Message 2 of 24 (34480)
03-15-2003 6:38 PM
Reply to: Message 1 by Buzsaw
03-15-2003 6:03 PM


quote:
The text, imo, gives the exact length of days 5 and 6 in which the animals, birds, and mankind was created. Those days and all the days subsequent to that were measured by the sun, i.e. 24 hours, consisting each, first of an "evening" of relatively darkness and secondly, "morning," of relatively daylight.
There's a starter. What do you think?
What I think is that you are ignoring the findings of physics, paleontology, biology, and chemistry over the last couple of centuries to fit a worldview based on an old book.

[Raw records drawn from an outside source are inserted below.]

/// Enrollment endpoints
///
/// Joining and leaving a course. The same handlers are mounted under both
/// `/enrollment` and `/subscription`; the two paths are aliases for one
/// membership concept.
///
/// # Endpoints
///
/// - `POST /enrollment/:course_id/create` - Join a course
/// - `DELETE /enrollment/:course_id/delete` - Leave a course
use crate::app::AppState;
use crate::error::ApiResult;
use crate::response::Envelope;
use axum::extract::{Path, State};
use axum::http::StatusCode;
use axum::Extension;
use courseloft_shared::auth::middleware::AuthContext;
use uuid::Uuid;

/// Joins the caller to a course
///
/// # Errors
///
/// - `404 Not Found`: no such course
/// - `403 Forbidden`: the caller owns the course ("task not allowed")
/// - `409 Conflict`: course full, or already enrolled
pub async fn join(
    State(state): State<AppState>,
    Extension(auth): Extension<AuthContext>,
    Path(course_id): Path<Uuid>,
) -> ApiResult<Envelope> {
    state.admission.join(auth.user_id, course_id).await?;
    Ok(Envelope::new(
        StatusCode::CREATED,
        "enrolled successfully",
    ))
}

/// Removes the caller's membership in a course
///
/// # Errors
///
/// `404 Not Found` when no membership exists, including a repeated leave.
pub async fn leave(
    State(state): State<AppState>,
    Extension(auth): Extension<AuthContext>,
    Path(course_id): Path<Uuid>,
) -> ApiResult<Envelope> {
    state.admission.leave(auth.user_id, course_id).await?;
    Ok(Envelope::new(StatusCode::OK, "enrollment removed"))
}
/// Postgres store implementations
///
/// Thin wrappers that delegate to the query functions on the models and
/// translate `sqlx::Error` into [`StoreError`]. The atomicity the traits
/// promise comes from the SQL: the membership insert counts and inserts
/// inside one transaction holding a course-row lock, the token insert is a
/// single `ON CONFLICT DO NOTHING` statement, and the unique indexes back
/// both up.
use crate::models::{
    Course, CourseContent, CreateCourse, CreateUser, Membership, NewCourseContent, NewMembership,
    NewResetToken, PasswordResetToken, User,
};
use crate::store::{
    ContentStore, CourseStore, MembershipInsert, MembershipStore, ResetTokenStore, StoreError,
    UserStore,
};
use async_trait::async_trait;
use sqlx::PgPool;
use uuid::Uuid;

/// Users backed by the `users` table
pub struct PgUserStore {
    pool: PgPool,
}

impl PgUserStore {
    pub fn new(pool: PgPool) -> Self {
        Self { pool }
    }
}

#[async_trait]
impl UserStore for PgUserStore {
    async fn create(&self, data: CreateUser) -> Result<User, StoreError> {
        Ok(User::create(&self.pool, data).await?)
    }

    async fn find_by_email(&self, email: &str) -> Result<Option<User>, StoreError> {
        Ok(User::find_by_email(&self.pool, email).await?)
    }

    async fn find_by_id(&self, id: Uuid) -> Result<Option<User>, StoreError> {
        Ok(User::find_by_id(&self.pool, id).await?)
    }

    async fn update_password(&self, id: Uuid, password_hash: &str) -> Result<bool, StoreError> {
        Ok(User::update_password(&self.pool, id, password_hash).await?)
    }

    async fn update_last_login(&self, id: Uuid) -> Result<(), StoreError> {
        Ok(User::update_last_login(&self.pool, id).await?)
    }
}

/// Courses backed by the `courses` table
pub struct PgCourseStore {
    pool: PgPool,
}

impl PgCourseStore {
    pub fn new(pool: PgPool) -> Self {
        Self { pool }
    }
}

#[async_trait]
impl CourseStore for PgCourseStore {
    async fn create(&self, data: CreateCourse) -> Result<Course, StoreError> {
        Ok(Course::create(&self.pool, data).await?)
    }

    async fn find(&self, id: Uuid) -> Result<Option<Course>, StoreError> {
        Ok(Course::find(&self.pool, id).await?)
    }

    async fn list_by_owner(&self, owner_id: Uuid) -> Result<Vec<Course>, StoreError> {
        Ok(Course::list_by_owner(&self.pool, owner_id).await?)
    }
}

/// Memberships backed by the `memberships` table
pub struct PgMembershipStore {
    pool: PgPool,
}

impl PgMembershipStore {
    pub fn new(pool: PgPool) -> Self {
        Self { pool }
    }
}

#[async_trait]
impl MembershipStore for PgMembershipStore {
    async fn insert(
        &self,
        data: NewMembership,
        capacity: i32,
    ) -> Result<MembershipInsert, StoreError> {
        match Membership::insert_if_below(&self.pool, data, capacity).await {
            Ok(Some(membership)) => Ok(MembershipInsert::Inserted(membership)),
            Ok(None) => Ok(MembershipInsert::CapacityExhausted),
            Err(err) => match StoreError::from(err) {
                StoreError::Duplicate(_) => Ok(MembershipInsert::Duplicate),
                other => Err(other),
            },
        }
    }

    async fn find(
        &self,
        user_id: Uuid,
        course_id: Uuid,
    ) -> Result<Option<Membership>, StoreError> {
        Ok(Membership::find(&self.pool, user_id, course_id).await?)
    }

    async fn delete(&self, user_id: Uuid, course_id: Uuid) -> Result<bool, StoreError> {
        Ok(Membership::delete(&self.pool, user_id, course_id).await?)
    }

    async fn list_by_course(&self, course_id: Uuid) -> Result<Vec<Membership>, StoreError> {
        Ok(Membership::list_by_course(&self.pool, course_id).await?)
    }

    async fn list_by_user(&self, user_id: Uuid) -> Result<Vec<Membership>, StoreError> {
        Ok(Membership::list_by_user(&self.pool, user_id).await?)
    }

    async fn count_by_course(&self, course_id: Uuid) -> Result<i64, StoreError> {
        Ok(Membership::count_by_course(&self.pool, course_id).await?)
    }
}

/// Reset tokens backed by the `password_reset_tokens` table
pub struct PgResetTokenStore {
    pool: PgPool,
}

impl PgResetTokenStore {
    pub fn new(pool: PgPool) -> Self {
        Self { pool }
    }
}

#[async_trait]
impl ResetTokenStore for PgResetTokenStore {
    async fn create(
        &self,
        data: NewResetToken,
    ) -> Result<Option<PasswordResetToken>, StoreError> {
        Ok(PasswordResetToken::create(&self.pool, data).await?)
    }

    async fn find_by_user(
        &self,
        user_id: Uuid,
    ) -> Result<Option<PasswordResetToken>, StoreError> {
        Ok(PasswordResetToken::find_by_user(&self.pool, user_id).await?)
    }

    async fn find_by_token(
        &self,
        token: &str,
    ) -> Result<Option<PasswordResetToken>, StoreError> {
        Ok(PasswordResetToken::find_by_token(&self.pool, token).await?)
    }

    async fn delete(&self, id: Uuid) -> Result<bool, StoreError> {
        Ok(PasswordResetToken::delete(&self.pool, id).await?)
    }
}

/// Course content backed by the `course_content` table
pub struct PgContentStore {
    pool: PgPool,
}

impl PgContentStore {
    pub fn new(pool: PgPool) -> Self {
        Self { pool }
    }
}

#[async_trait]
impl ContentStore for PgContentStore {
    async fn create(&self, data: NewCourseContent) -> Result<CourseContent, StoreError> {
        Ok(CourseContent::create(&self.pool, data).await?)
    }

    async fn find(&self, id: Uuid) -> Result<Option<CourseContent>, StoreError> {
        Ok(CourseContent::find(&self.pool, id).await?)
    }

    async fn list_by_course(&self, course_id: Uuid) -> Result<Vec<CourseContent>, StoreError> {
        Ok(CourseContent::list_by_course(&self.pool, course_id).await?)
    }

    async fn list_pending(&self) -> Result<Vec<CourseContent>, StoreError> {
        Ok(CourseContent::list_pending(&self.pool).await?)
    }

    async fn mark_published(&self, id: Uuid) -> Result<bool, StoreError> {
        Ok(CourseContent::mark_published(&self.pool, id).await?)
    }
}
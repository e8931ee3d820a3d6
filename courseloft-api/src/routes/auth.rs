/// Authentication endpoints
///
/// # Endpoints
///
/// - `POST /auth/register` - Register a new account
/// - `POST /auth/login` - Login and receive tokens
/// - `POST /auth/refresh` - Exchange a refresh token for a new access token
use crate::app::AppState;
use crate::error::{validation_error, ApiError, ApiResult};
use crate::response::TokenEnvelope;
use axum::extract::State;
use axum::http::StatusCode;
use axum::Json;
use courseloft_shared::auth::jwt::{self, Claims, JwtError, TokenType};
use courseloft_shared::auth::password;
use courseloft_shared::models::CreateUser;
use courseloft_shared::store::StoreError;
use serde::Deserialize;
use uuid::Uuid;
use validator::Validate;

/// Register request
#[derive(Debug, Deserialize, Validate)]
pub struct RegisterRequest {
    #[validate(email(message = "Invalid email format"))]
    pub email: String,

    /// Checked for strength beyond the length floor
    #[validate(length(min = 8, message = "Password must be at least 8 characters"))]
    pub password: String,

    /// Optional display name
    #[validate(length(min = 1, max = 100, message = "Name must be 1-100 characters"))]
    pub name: Option<String>,
}

/// Login request
#[derive(Debug, Deserialize, Validate)]
pub struct LoginRequest {
    #[validate(email(message = "Invalid email format"))]
    pub email: String,

    pub password: String,
}

/// Refresh token request
#[derive(Debug, Deserialize)]
pub struct RefreshRequest {
    pub refresh_token: String,
}

fn issue_tokens(user_id: Uuid, secret: &str) -> Result<(String, String), ApiError> {
    let access = jwt::create_token(&Claims::new(user_id, TokenType::Access), secret)?;
    let refresh = jwt::create_token(&Claims::new(user_id, TokenType::Refresh), secret)?;
    Ok((access, refresh))
}

/// Registers a new user
///
/// # Errors
///
/// - `400 Bad Request`: validation or weak password
/// - `409 Conflict`: email already registered
pub async fn register(
    State(state): State<AppState>,
    Json(req): Json<RegisterRequest>,
) -> ApiResult<TokenEnvelope> {
    req.validate().map_err(validation_error)?;
    password::validate_password_strength(&req.password)?;

    let password_hash = password::hash_password(&req.password)?;
    let user = state
        .stores
        .users
        .create(CreateUser {
            email: req.email.trim().to_lowercase(),
            password_hash,
            name: req.name,
        })
        .await
        .map_err(|e| match e {
            StoreError::Duplicate(_) => ApiError::Conflict("email already registered".to_string()),
            other => other.into(),
        })?;

    let (access_token, refresh_token) = issue_tokens(user.id, state.jwt_secret())?;

    tracing::info!(user_id = %user.id, "user registered");
    Ok(TokenEnvelope {
        message: "user registered".to_string(),
        status: StatusCode::CREATED.as_u16(),
        user_id: user.id,
        access_token,
        refresh_token: Some(refresh_token),
    })
}

/// Logs a user in
///
/// # Errors
///
/// `401 Unauthorized` on unknown email or wrong password; the two cases
/// share one message.
pub async fn login(
    State(state): State<AppState>,
    Json(req): Json<LoginRequest>,
) -> ApiResult<TokenEnvelope> {
    req.validate().map_err(validation_error)?;

    let credentials_rejected = || ApiError::Unauthorized("invalid email or password".to_string());

    let user = state
        .stores
        .users
        .find_by_email(&req.email.trim().to_lowercase())
        .await?
        .ok_or_else(credentials_rejected)?;

    if !password::verify_password(&req.password, &user.password_hash)? {
        return Err(credentials_rejected());
    }

    state.stores.users.update_last_login(user.id).await?;
    let (access_token, refresh_token) = issue_tokens(user.id, state.jwt_secret())?;

    tracing::info!(user_id = %user.id, "user logged in");
    Ok(TokenEnvelope {
        message: "login successful".to_string(),
        status: StatusCode::OK.as_u16(),
        user_id: user.id,
        access_token,
        refresh_token: Some(refresh_token),
    })
}

/// Exchanges a refresh token for a fresh access token
pub async fn refresh(
    State(state): State<AppState>,
    Json(req): Json<RefreshRequest>,
) -> ApiResult<TokenEnvelope> {
    let claims = jwt::validate_token(&req.refresh_token, state.jwt_secret())?;
    if claims.token_type != TokenType::Refresh {
        return Err(JwtError::WrongTokenType { expected: "refresh" }.into());
    }
    let access_token = jwt::create_token(&Claims::new(claims.sub, TokenType::Access), state.jwt_secret())?;

    Ok(TokenEnvelope {
        message: "token refreshed".to_string(),
        status: StatusCode::OK.as_u16(),
        user_id: claims.sub,
        access_token,
        refresh_token: None,
    })
}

This message is a reply to:
 Message 1 by Buzsaw, posted 03-15-2003 6:03 PM Buzsaw has replied

Replies to this message:
 Message 3 by Buzsaw, posted 03-15-2003 9:29 PM Coragyps has replied

  
Coragyps
Member (Idle past 765 days)
Posts: 5553
From: Snyder, Texas, USA
Joined: 11-12-2002


Message 4 of 24 (34485)
03-15-2003 9:48 PM
Reply to: Message 3 by Buzsaw
03-15-2003 9:29 PM


That the earth, or more precisely the fossil-bearing rocks of the earth, are at least several million years old was evident to those who made a study of it by about 1840. There is far too much rock, with fossils unique to many layers of it, to have formed in just a few thousands or even hundreds of thousands of years. The amount of biogenic or "fossil" limestone alone would have taken huge amounts of time to form - not only must you have the time and nutrients to grow enough clams and coral reefs and coccolithophorids to make the rock, but you have to get rid of the carbon dioxide that its formation releases.
Be specific about the dating methods that "would not work for pre-flood things." Which wouldn't work and why? Potassium-argon? Argon-argon? Samarium-neodymium? Strontium-rubidium? Uranium/thorium - lead? Which of those have anything at all to do with a "pre-flood" atmosphere at 400 degrees and only a percent or two oxygen content because it was mostly water vapor?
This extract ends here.